The current global increase in temperature from human-caused greenhouse gas emissions is the fastest change to the planet’s climate since the peak of the last Ice Age 24,000 years ago. In a new data analysis, researchers reconstructed the variation in temperatures over the last 24 millennia and found current global temperatures are "unprecedented".
The new study, led by the University of Arizona and published in Nature, adds to evidence that human activity is the cause of the climate crisis. By reconstructing the Earth's climate since the last Ice Age, it highlights the main drivers of climate change and the speed this change is occurring.
It showed that over the 9,000 years between the early Holocene and the beginning of the Industrial Revolution, the global mean temperature increased by about 0.5°C ( 0.9°F). Over the last 150 years, however, the global mean temperature has increased by over 1.2°C ( 2.16°F). An incredible magnitude and speed of change compared to natural variation.
"This reconstruction suggests that current temperatures are unprecedented in 24,000 years, and also suggests that the speed of human-caused global warming is faster than anything we've seen in that same time," co-author Professor Jessica Tierney, who is a contributing author of the UN's IPCC report and briefs US Congress on climate issues, said in a statement.

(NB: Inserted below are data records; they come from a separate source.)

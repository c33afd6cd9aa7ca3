//! Interactive banking shell

mod commands;
mod presentation;
mod spinner;

use crate::assistant::SAMPLE_QUESTIONS;
use crate::config::Settings;
use crate::error::CliError;
use commands::{handle_special_command, ShellState, SpecialCommandResult};
use parking_lot::Mutex;
use presentation::{new_event_queue, EventPresenter};
use rustyline::config::Config;
use rustyline::error::ReadlineError;
use rustyline::history::DefaultHistory;
use rustyline::Editor;
use spinner::Spinner;
use std::sync::Arc;
use teller_core::App;

pub use commands::{new_thread_id, Verbosity};
pub use presentation::PresentationHook;

/// Shown instead of calling the assistant when the input is blank
pub const EMPTY_QUERY_WARNING: &str = "Please enter a query first.";

const INPUT_PROMPT: &str = "  ❯ ";

/// Outcome of one submitted query
#[derive(Debug)]
pub enum Reply {
    /// Nothing was sent
    Warning(&'static str),
    /// The assistant's final message
    Answer(String),
    /// The turn failed; the thread is left as it was
    Failed(teller_core::Error),
}

/// Send `query` on `thread_id`, or warn if there is nothing to send
///
/// Surrounding whitespace is trimmed first, so a whitespace-only query gets
/// the warning and the model only ever sees the trimmed text.
pub async fn respond(app: &App, query: &str, thread_id: &str) -> Reply {
    let query = query.trim();
    if query.is_empty() {
        return Reply::Warning(EMPTY_QUERY_WARNING);
    }
    match crate::assistant::chat(app, query, thread_id).await {
        Ok(answer) => Reply::Answer(answer),
        Err(e) => {
            log::warn!("turn on thread {} failed: {}", thread_id, e);
            Reply::Failed(e)
        }
    }
}

pub fn format_welcome() -> String {
    let mut out = format!(
        "\nBanking Assistant v{}\nHow can I help you today?\n\nsample questions:\n",
        env!("CARGO_PKG_VERSION")
    );
    for question in SAMPLE_QUESTIONS {
        out.push_str(&format!("  - {}\n", question));
    }
    out.push_str("\nType /help for commands\n");
    out
}

/// Run the interactive shell until `/exit` or Ctrl+D
///
/// A failed turn prints the error and the loop continues.
///
/// # Errors
///
/// Returns `CliError` for input or history failures; assistant errors are
/// reported in the shell instead.
pub async fn run_shell(app: App, thread_id: impl Into<String>) -> Result<(), CliError> {
    let verbosity = Arc::new(Mutex::new(Verbosity::Normal));
    let queue = new_event_queue();
    app.add_hook(PresentationHook::new(queue.clone()));
    let presenter = EventPresenter::new(app.workflow().clone(), verbosity.clone(), queue);
    let mut state = ShellState::new(thread_id, verbosity);

    print!("{}", format_welcome());

    let mut rl: Editor<(), DefaultHistory> = Editor::with_config(Config::default())?;
    let history_path = Settings::history_path();
    if history_path.exists() {
        rl.load_history(&history_path).ok();
    }
    log::info!("shell started on thread {}", state.thread_id);

    loop {
        match rl.readline(INPUT_PROMPT) {
            Ok(line) => {
                let line = line.trim();
                if !line.is_empty() {
                    rl.add_history_entry(line)?;
                }

                if let Some(result) = handle_special_command(line, &mut state) {
                    match result {
                        SpecialCommandResult::Exit => break,
                        SpecialCommandResult::Continue => continue,
                    }
                }

                let spinner = (!line.is_empty()).then(|| Spinner::new("Thinking..."));
                let reply = respond(&app, line, &state.thread_id).await;
                if let Some(spinner) = spinner {
                    spinner.stop().await;
                }

                match reply {
                    Reply::Warning(message) => println!("\x1b[33m{}\x1b[0m", message),
                    Reply::Answer(answer) => {
                        presenter.flush();
                        println!("\n{}\n", answer);
                    }
                    Reply::Failed(e) => {
                        presenter.discard();
                        eprintln!("Error: {}\n", e);
                    }
                }
            }
            Err(ReadlineError::Interrupted) => {
                println!("^C");
                continue;
            }
            Err(ReadlineError::Eof) => break,
            Err(err) => {
                eprintln!("Error: {:?}", err);
                break;
            }
        }
    }

    if let Some(parent) = history_path.parent() {
        std::fs::create_dir_all(parent)?;
    }
    rl.save_history(&history_path)?;
    log::info!("shell exited on thread {}", state.thread_id);

    println!("\nGoodbye!\n");
    Ok(())
}

#[cfg(test)]
mod tests {
    use super::*;

    #[test]
    fn test_welcome_lists_sample_questions() {
        let welcome = format_welcome();
        assert!(welcome.contains("How can I help you today?"));
        for question in SAMPLE_QUESTIONS {
            assert!(welcome.contains(question));
        }
    }
}
//! Read-only table tools
//!
//! These are the only tools a table agent gets, so the model can inspect
//! and query the data but never change it.

use teller_core::tool::{box_tool, DynTool};

use crate::prelude::*;
use crate::sqlite::database::SqliteDatabase;
use crate::sqlite::error::SqliteToolError;
use crate::sqlite::types::{sql_to_json, QueryResult};

/// Input for read query execution
#[derive(Debug, Deserialize, JsonSchema)]
pub struct ReadQueryInput {
    /// SQL query to execute (SELECT, WITH ... SELECT, or PRAGMA only)
    pub query: String,

    /// Maximum number of rows to return (default: 200)
    #[serde(default = "default_limit")]
    pub limit: usize,
}

impl ReadQueryInput {
    pub fn new(query: impl Into<String>) -> Self {
        Self {
            query: query.into(),
            limit: default_limit(),
        }
    }
}

fn default_limit() -> usize {
    200
}

/// Tool for executing read-only queries
pub struct ReadQueryTool {
    db: SqliteDatabase,
}

impl ReadQueryTool {
    pub fn new(db: SqliteDatabase) -> Self {
        Self { db }
    }

    /// Validates that a query is read-only
    fn is_read_only(sql: &str) -> bool {
        let normalized = sql.trim().to_uppercase();

        // WITH queries must lead to a SELECT
        if normalized.starts_with("WITH") {
            return normalized.contains("SELECT");
        }

        ["SELECT", "PRAGMA"]
            .iter()
            .any(|prefix| normalized.starts_with(prefix))
    }
}

impl Tool for ReadQueryTool {
    type Input = ReadQueryInput;

    fn name(&self) -> &str {
        "sql_query"
    }

    fn description(&self) -> &str {
        "Execute a read-only SQL query (SELECT, WITH ... SELECT, PRAGMA) against the tables. \
         Returns the column names and row data."
    }

    async fn execute(&self, input: Self::Input, _ctx: ToolContext) -> Result<ToolResult, ToolError> {
        if !Self::is_read_only(&input.query) {
            return Err(SqliteToolError::InvalidQuery(
                "Only SELECT, WITH...SELECT and PRAGMA queries are allowed.".to_string(),
            )
            .into());
        }

        let query = input.query;
        let limit = input.limit;

        let result = self
            .db
            .run(move |conn| {
                let mut stmt = conn.prepare(&query)?;
                if !stmt.readonly() {
                    return Err(SqliteToolError::InvalidQuery(
                        "Query would modify the database.".to_string(),
                    ));
                }

                let columns: Vec<String> =
                    stmt.column_names().iter().map(|s| s.to_string()).collect();
                let mut rows_result = stmt.query([])?;
                let mut rows: Vec<Vec<serde_json::Value>> = Vec::new();
                let mut truncated = false;

                while let Some(row) = rows_result.next()? {
                    if rows.len() >= limit {
                        truncated = true;
                        break;
                    }
                    let mut row_data = Vec::with_capacity(columns.len());
                    for i in 0..columns.len() {
                        row_data.push(sql_to_json(row.get_ref(i)?));
                    }
                    rows.push(row_data);
                }

                Ok(QueryResult {
                    row_count: rows.len(),
                    columns,
                    rows,
                    truncated,
                })
            })
            .await?;

        Ok(ToolResult::json(result)?)
    }
}

/// Input for listing tables
#[derive(Debug, Default, Deserialize, JsonSchema)]
pub struct ListTablesInput {}

/// Tool listing the tables available to query
pub struct ListTablesTool {
    db: SqliteDatabase,
}

impl ListTablesTool {
    pub fn new(db: SqliteDatabase) -> Self {
        Self { db }
    }
}

impl Tool for ListTablesTool {
    type Input = ListTablesInput;

    fn name(&self) -> &str {
        "sql_list_tables"
    }

    fn description(&self) -> &str {
        "List the tables available to query."
    }

    async fn execute(&self, _input: Self::Input, _ctx: ToolContext) -> Result<ToolResult, ToolError> {
        let tables = self.db.table_names().await?;
        Ok(ToolResult::json(tables)?)
    }
}

/// Input for describing a table
#[derive(Debug, Deserialize, JsonSchema)]
pub struct DescribeTableInput {
    /// Table name to describe
    pub table: String,
}

/// Tool returning the columns, types and row count of a table
pub struct DescribeTableTool {
    db: SqliteDatabase,
}

impl DescribeTableTool {
    pub fn new(db: SqliteDatabase) -> Self {
        Self { db }
    }
}

impl Tool for DescribeTableTool {
    type Input = DescribeTableInput;

    fn name(&self) -> &str {
        "sql_describe_table"
    }

    fn description(&self) -> &str {
        "Get the column names, types and row count of a table."
    }

    async fn execute(&self, input: Self::Input, _ctx: ToolContext) -> Result<ToolResult, ToolError> {
        let info = self.db.describe(&input.table).await?;
        Ok(ToolResult::json(info)?)
    }
}

/// The three read-only tools over `db`
pub fn read_only_tools(db: &SqliteDatabase) -> Vec<Box<dyn DynTool>> {
    vec![
        box_tool(ListTablesTool::new(db.clone())),
        box_tool(DescribeTableTool::new(db.clone())),
        box_tool(ReadQueryTool::new(db.clone())),
    ]
}

#[cfg(test)]
mod tests {
    use super::*;

    async fn seeded() -> SqliteDatabase {
        let db = SqliteDatabase::open_in_memory().unwrap();
        db.with_connection(|conn| {
            conn.execute_batch(
                "CREATE TABLE customers (id TEXT PRIMARY KEY, first_name TEXT, balance REAL);
                 INSERT INTO customers VALUES ('C001', 'Ada', 1000.0);
                 INSERT INTO customers VALUES ('C004', 'Grace', 250.5);
                 INSERT INTO customers VALUES ('C007', 'Alan', NULL);",
            )?;
            Ok(())
        })
        .await
        .unwrap();
        db
    }

    #[test]
    fn test_is_read_only() {
        assert!(ReadQueryTool::is_read_only("SELECT * FROM customers"));
        assert!(ReadQueryTool::is_read_only("  select 1"));
        assert!(ReadQueryTool::is_read_only("PRAGMA table_info(customers)"));
        assert!(ReadQueryTool::is_read_only(
            "WITH c AS (SELECT 1) SELECT * FROM c"
        ));
        assert!(!ReadQueryTool::is_read_only("DELETE FROM customers"));
        assert!(!ReadQueryTool::is_read_only("UPDATE customers SET balance = 0"));
        assert!(!ReadQueryTool::is_read_only("DROP TABLE customers"));
        assert!(!ReadQueryTool::is_read_only("EXPLAIN SELECT 1"));
    }

    #[tokio::test]
    async fn test_read_query() {
        let tool = ReadQueryTool::new(seeded().await);
        let result = tool
            .execute(
                ReadQueryInput::new("SELECT id, balance FROM customers ORDER BY id"),
                ToolContext::default(),
            )
            .await
            .unwrap();

        let result: QueryResult = serde_json::from_str(&result.as_text()).unwrap();
        assert_eq!(result.columns, vec!["id", "balance"]);
        assert_eq!(result.row_count, 3);
        assert_eq!(result.rows[1], vec![serde_json::json!("C004"), serde_json::json!(250.5)]);
        assert_eq!(result.rows[2][1], serde_json::Value::Null);
        assert!(!result.truncated);
    }

    #[tokio::test]
    async fn test_read_query_limit() {
        let tool = ReadQueryTool::new(seeded().await);
        let mut input = ReadQueryInput::new("SELECT id FROM customers");
        input.limit = 2;
        let result = tool.execute(input, ToolContext::default()).await.unwrap();

        let result: QueryResult = serde_json::from_str(&result.as_text()).unwrap();
        assert_eq!(result.row_count, 2);
        assert!(result.truncated);
    }

    #[tokio::test]
    async fn test_write_queries_are_rejected() {
        let db = seeded().await;
        let tool = ReadQueryTool::new(db.clone());

        let err = tool
            .execute(
                ReadQueryInput::new("DELETE FROM customers"),
                ToolContext::default(),
            )
            .await
            .unwrap_err();
        assert!(err.to_string().contains("Invalid query"));

        // Passes the prefix check but is caught by the prepared statement
        let err = tool
            .execute(
                ReadQueryInput::new(
                    "WITH x AS (SELECT 1) DELETE FROM customers WHERE id IN (SELECT * FROM x)",
                ),
                ToolContext::default(),
            )
            .await
            .unwrap_err();
        assert!(err.to_string().contains("modify"));

        assert_eq!(db.describe("customers").await.unwrap().row_count, 3);
    }

    #[tokio::test]
    async fn test_list_and_describe() {
        let db = seeded().await;

        let list = ListTablesTool::new(db.clone())
            .execute(ListTablesInput::default(), ToolContext::default())
            .await
            .unwrap();
        assert_eq!(list.as_text(), r#"["customers"]"#);

        let described = DescribeTableTool::new(db.clone())
            .execute(
                DescribeTableInput {
                    table: "customers".to_string(),
                },
                ToolContext::default(),
            )
            .await
            .unwrap();
        let info: serde_json::Value = serde_json::from_str(&described.as_text()).unwrap();
        assert_eq!(info["row_count"], 3);
        assert_eq!(info["columns"][0]["name"], "id");
        assert_eq!(info["columns"][0]["primary_key"], true);
        assert_eq!(info["columns"][2]["type"], "REAL");
    }

    #[test]
    fn test_read_only_tools() {
        let db = SqliteDatabase::open_in_memory().unwrap();
        let names: Vec<String> = read_only_tools(&db)
            .iter()
            .map(|t| t.name().to_string())
            .collect();
        assert_eq!(names, vec!["sql_list_tables", "sql_describe_table", "sql_query"]);
    }
}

"The fact that we're today so far out of bounds of what we might consider normal is cause for alarm and should be surprising to everybody," added lead study author Dr Matthew Osman.
To study the changes since the last glacial maximum, the team combined two independent methods. One is to use marine sediments. The shells of mollusks can be used as a temperature proxy as temperature changes over time affect the chemistry of their shells. This is not a perfect thermometer but it is a good starting point.
The other method is simulated climate models using humanity's best understanding of Earth's historic climate, which is also limited but by assimilating the data of the two, the team aimed to strengthen their findings. They created maps of the entire planet, where temperature changes can be tracked for the whole 24,000 years in intervals of 200 years.
"These maps are really powerful," Osman said. "With them, it's possible for anyone to explore how temperatures have changed across Earth, on a very personal level. For me, being able to visualize the 24,000-year evolution of temperatures at the exact location I'm sitting today, or where I grew up, really helped ingrain a sense of just how severe climate change is today."
The team is now using this method to look at climate changes that occurred even earlier, to better understand the evolution of the planet’s climate before we altered it so dramatically.